7 Estate Planning Mistakes Oregon Families Make (And How to Avoid Them)
7 Estate Planning Mistakes Oregon Families Make (And How to Avoid Them)
After working with Oregon families on retirement planning, we see the same estate planning mistakes over and over. Each one is entirely preventable — and each one can cost your heirs thousands of dollars and months of stress.
Estate planning mistakes aren’t just embarrassing. They’re expensive, sometimes irreversible, and they fall entirely on the people you love most.
The frustrating part: the most common mistakes aren’t complicated to avoid. They happen because people procrastinate, assume everything is “fine,” or make a change in one part of their financial life without updating everything else.
Here are the seven most costly estate planning mistakes we see Oregon families make — and exactly how to fix each one.
Mistake #1: No Trust (Or Just a Will)
The mistake: Having only a will, or having nothing at all.
Millions of Americans believe that a will is sufficient estate planning. In Oregon, this is a costly assumption.
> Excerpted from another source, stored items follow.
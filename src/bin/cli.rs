use clap::{Parser, Subcommand};
use place_backend::{
    config::AppConfig,
    db,
    repositories::user_repository::SqliteUserRepository,
    services::user_service::{RegisterRequest, UserService},
};
use std::sync::Arc;

#[derive(Parser)]
#[command(name = "place-cli")]
#[command(about = "Administer Place API users", long_about = None)]
struct Cli {
    #[command(subcommand)]
    command: Commands,
}

#[derive(Subcommand)]
enum Commands {
    /// User management commands
    User {
        #[command(subcommand)]
        command: UserCommands,
    },
}

#[derive(Subcommand)]
enum UserCommands {
    /// Create a new user
    Create {
        /// Display name
        #[arg(short, long)]
        name: String,

        /// Email address
        #[arg(short, long)]
        email: String,

        /// Password (will prompt if not provided)
        #[arg(short, long)]
        password: Option<String>,

        /// Avatar reference; the placeholder avatar when omitted
        #[arg(long)]
        avatar_uri: Option<String>,
    },

    /// List users
    List {
        /// Maximum number of users to display
        #[arg(short, long, default_value_t = 100)]
        limit: i64,

        /// Offset for pagination
        #[arg(short = 'o', long, default_value_t = 0)]
        offset: i64,
    },

    /// Delete a user along with their comments and favorites
    Delete {
        #[arg(short, long)]
        email: String,
    },

    /// Set a new password without the old one
    SetPassword {
        #[arg(short, long)]
        email: String,

        /// New password (will prompt if not provided)
        #[arg(short, long)]
        password: Option<String>,
    },
}

fn get_password(prompt: &str) -> anyhow::Result<String> {
    use std::io::{self, Write};
    print!("{}: ", prompt);
    io::stdout().flush()?;

    Ok(rpassword::read_password()?)
}

fn password_or_prompt(password: Option<String>, prompt: &str) -> anyhow::Result<String> {
    if let Some(pw) = password {
        return Ok(pw);
    }

    let password = get_password(prompt)?;
    let confirm = get_password("Confirm password")?;
    if password != confirm {
        anyhow::bail!("Passwords do not match");
    }
    Ok(password)
}

fn fail(message: impl std::fmt::Display) -> ! {
    eprintln!("❌ {}", message);
    std::process::exit(1);
}

#[tokio::main]
async fn main() -> anyhow::Result<()> {
    // Load environment variables
    dotenvy::dotenv().ok();

    // Parse CLI arguments
    let cli = Cli::parse();

    let config = AppConfig::from_env()?;
    let pool = db::create_pool(&config).await?;
    db::run_migrations(&pool).await?;

    let user_repository = Arc::new(SqliteUserRepository::new(pool));
    let user_service = UserService::new(user_repository);

    match cli.command {
        Commands::User { command } => match command {
            UserCommands::Create {
                name,
                email,
                password,
                avatar_uri,
            } => {
                let password = password_or_prompt(password, "Password").unwrap_or_else(|e| fail(e));

                let request = RegisterRequest {
                    name,
                    email,
                    password,
                    avatar_uri,
                };

                match user_service.register(request).await {
                    Ok(user) => {
                        println!("✅ User created successfully!");
                        println!("  ID: {}", user.id);
                        println!("  Name: {}", user.name);
                        println!("  Email: {}", user.email);
                    }
                    Err(err) => fail(format!("Failed to create user: {}", err)),
                }
            }

            UserCommands::List { limit, offset } => {
                match user_service.list_users(Some(limit), Some(offset)).await {
                    Ok(users) if users.is_empty() => println!("No users found."),
                    Ok(users) => {
                        println!("{:<5} {:<24} {:<40} {:<30}", "ID", "Name", "Email", "Avatar");
                        println!("{}", "-".repeat(100));
                        for user in users {
                            println!(
                                "{:<5} {:<24} {:<40} {:<30}",
                                user.id, user.name, user.email, user.avatar_uri
                            );
                        }
                    }
                    Err(err) => fail(format!("Failed to list users: {}", err)),
                }
            }

            UserCommands::Delete { email } => match user_service.find_user_by_email(&email).await {
                Ok(Some(user)) => match user_service.delete_user(user.id).await {
                    Ok(()) => println!("✅ User '{}' deleted successfully!", email),
                    Err(err) => fail(format!("Failed to delete user: {}", err)),
                },
                Ok(None) => fail(format!("User '{}' not found", email)),
                Err(err) => fail(format!("Failed to find user: {}", err)),
            },

            UserCommands::SetPassword { email, password } => {
                let user = match user_service.find_user_by_email(&email).await {
                    Ok(Some(user)) => user,
                    Ok(None) => fail(format!("User '{}' not found", email)),
                    Err(err) => fail(format!("Failed to find user: {}", err)),
                };

                let new_password =
                    password_or_prompt(password, "New password").unwrap_or_else(|e| fail(e));

                match user_service.set_password(user.id, &new_password).await {
                    Ok(()) => println!("✅ Password updated successfully for '{}'!", email),
                    Err(err) => fail(format!("Failed to update password: {}", err)),
                }
            }
        },
    }

    Ok(())
}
Why it matters: A will does not avoid probate. If you die with a will, your estate still goes through Oregon’s probate court process — which takes 9 to 18 months on average, costs 3-5% of the estate’s value in legal and court fees, and is entirely public record. Anyone can look up what you owned and who received it.
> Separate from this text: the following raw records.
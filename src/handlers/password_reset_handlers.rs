use crate::error::Result;
use crate::AppState;
use axum::{extract::State, response::Json, Form};
use serde::Deserialize;
use serde_json::{json, Value};

#[derive(Deserialize)]
pub struct InitiateForm {
    pub email: String,
}

#[derive(Deserialize)]
pub struct VerifyForm {
    pub email: String,
    pub code: String,
}

#[derive(Deserialize)]
pub struct CompleteForm {
    pub user_id: i64,
    pub new_password: String,
    #[serde(default)]
    pub reset_token: Option<String>,
}

pub async fn initiate_reset_handler(
    State(app_state): State<AppState>,
    Form(form): Form<InitiateForm>,
) -> Result<Json<Value>> {
    app_state
        .password_reset_service
        .initiate(&form.email)
        .await?;

    Ok(Json(json!({ "message": "Reset code sent to your email" })))
}

pub async fn verify_reset_handler(
    State(app_state): State<AppState>,
    Form(form): Form<VerifyForm>,
) -> Result<Json<Value>> {
    let verified = app_state
        .password_reset_service
        .verify(&form.email, form.code.trim())
        .await?;

    Ok(Json(json!({
        "verified": true,
        "user_id": verified.user_id,
        "reset_token": verified.reset_token,
    })))
}

pub async fn complete_reset_handler(
    State(app_state): State<AppState>,
    Form(form): Form<CompleteForm>,
) -> Result<Json<Value>> {
    // Clients that predate reset tokens send an empty field
    let reset_token = form.reset_token.as_deref().filter(|t| !t.is_empty());

    app_state
        .password_reset_service
        .complete(form.user_id, &form.new_password, reset_token)
        .await?;

    Ok(Json(json!({ "message": "Password has been reset successfully" })))
}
A revocable living trust, by contrast, transfers assets directly to your beneficiaries without probate. Your successor trustee handles distribution privately, efficiently, and without court involvement.
For a $600,000 estate, probate fees can run $18,000–$30,000. A properly funded trust costs a few hundred to a few thousand dollars to establish — and pays for itself many times over.
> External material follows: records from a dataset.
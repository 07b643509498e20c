use place_backend::{
    catalog::LandmarkCatalog,
    config::AppConfig,
    db, routes,
    services::{self, SystemClock},
    AppState,
};

use std::{net::SocketAddr, sync::Arc};
use tracing_subscriber::{layer::SubscriberExt, util::SubscriberInitExt};

#[tokio::main]
async fn main() -> anyhow::Result<()> {
    // Load environment variables
    dotenvy::dotenv().ok();

    // Initialize tracing
    tracing_subscriber::registry()
        .with(
            tracing_subscriber::EnvFilter::try_from_default_env()
                .unwrap_or_else(|_| "place_backend=debug,tower_http=debug,axum::rejection=trace".into()),
        )
        .with(tracing_subscriber::fmt::layer())
        .init();

    let config = AppConfig::from_env()?;
    config.validate_production()?;

    // Database connection
    let pool = db::create_pool(&config).await?;

    // Run migrations
    db::run_migrations(&pool).await?;

    let catalog = Arc::new(LandmarkCatalog::builtin()?);
    tracing::info!("Loaded {} landmarks", catalog.len());

    let email_service = services::create_email_service();

    // Create app state
    let app_state = AppState::new(
        pool,
        &config,
        catalog,
        email_service,
        Arc::new(SystemClock),
    );

    app_state.avatar_service.ensure_directory().await?;
    tracing::info!(
        "Serving avatars from {}",
        app_state.avatar_service.directory().display()
    );

    let _sweeper = app_state
        .password_reset_service
        .spawn_sweeper(config.reset_sweep_interval);

    let app = routes::app_router(app_state);

    // Start server
    let addr = SocketAddr::from((config.host.parse::<std::net::IpAddr>()?, config.port));

    tracing::info!("Server running on http://{}", addr);

    let listener = tokio::net::TcpListener::bind(addr).await?;
    axum::serve(listener, app).await?;

    Ok(())
}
The fix: Replace your will-only plan with a revocable living trust as the primary document. Trust & Will makes this accessible and straightforward. For larger or more complex estates, an estate attorney can draft a custom trust.
Mistake #2: Having a Trust That Was Never Funded
The mistake: Creating a trust but never actually transferring assets into it.
This is shockingly common. An Oregon family pays an attorney to draft a beautiful trust document, files it away, and feels like their estate planning is done.
But if the trust isn’t funded — if assets weren’t retitled into the name of the trust — it’s essentially a useless document. Your house, your brokerage account, your bank account are still in your personal name. When you die, they go through probate anyway.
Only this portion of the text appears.